Task to carry out – Return each entry exactly, with none missing.

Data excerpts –
↓↓↓
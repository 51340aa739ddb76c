//! `docsage query` and `docsage reindex`.

use anyhow::Result;

use docsage_core::models::AnswerMode;

use crate::service::DocumentService;

pub async fn run_query(
    service: &DocumentService,
    text: &str,
    document_id: Option<&str>,
    show_evidence: bool,
) -> Result<()> {
    let result = service.query(text, document_id).await?;
    println!("{}", result.answer);

    if result.mode == AnswerMode::NoMatch {
        return Ok(());
    }
    println!();
    println!("Source: {} ({})", result.filename, result.document_id);

    if show_evidence {
        println!();
        println!("Evidence:");
        for (i, ev) in result.evidence.iter().enumerate() {
            println!(
                "  [{}] {} chunk {}  score={:.3}",
                i + 1,
                ev.filename,
                ev.ordinal,
                ev.score
            );
            for line in ev.excerpt.lines() {
                println!("      {}", line);
            }
        }
    }
    Ok(())
}

pub async fn run_reindex(service: &DocumentService, document_id: Option<&str>) -> Result<()> {
    let outcomes = service.reindex(document_id).await?;
    for o in &outcomes {
        println!("reindexed {}  chunks={}", o.document_id, o.chunk_count);
    }
    println!("{} document(s) reindexed", outcomes.len());
    Ok(())
}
↑↑↑
Response box –
repository 51340aa739ddb76c
//! `docsage query` and `docsage reindex`.

use anyhow::Result;

use docsage_core::models::AnswerMode;

use crate::service::DocumentService;

pub async fn run_query(
    service: &DocumentService,
    text: &str,
    document_id: Option<&str>,
    show_evidence: bool,
) -> Result<()> {
    let result = service.query(text, document_id).await?;
    println!("{}", result.answer);

    if result.mode == AnswerMode::NoMatch {
        return Ok(());
    }
    println!();
    println!("Source: {} ({})", result.filename, result.document_id);

    if show_evidence {
        println!();
        println!("Evidence:");
        for (i, ev) in result.evidence.iter().enumerate() {
            println!(
                "  [{}] {} chunk {}  score={:.3}",
                i + 1,
                ev.filename,
                ev.ordinal,
                ev.score
            );
            for line in ev.excerpt.lines() {
                println!("      {}", line);
            }
        }
    }
    Ok(())
}

pub async fn run_reindex(service: &DocumentService, document_id: Option<&str>) -> Result<()> {
    let outcomes = service.reindex(document_id).await?;
    for o in &outcomes {
        println!("reindexed {}  chunks={}", o.document_id, o.chunk_count);
    }
    println!("{} document(s) reindexed", outcomes.len());
    Ok(())
}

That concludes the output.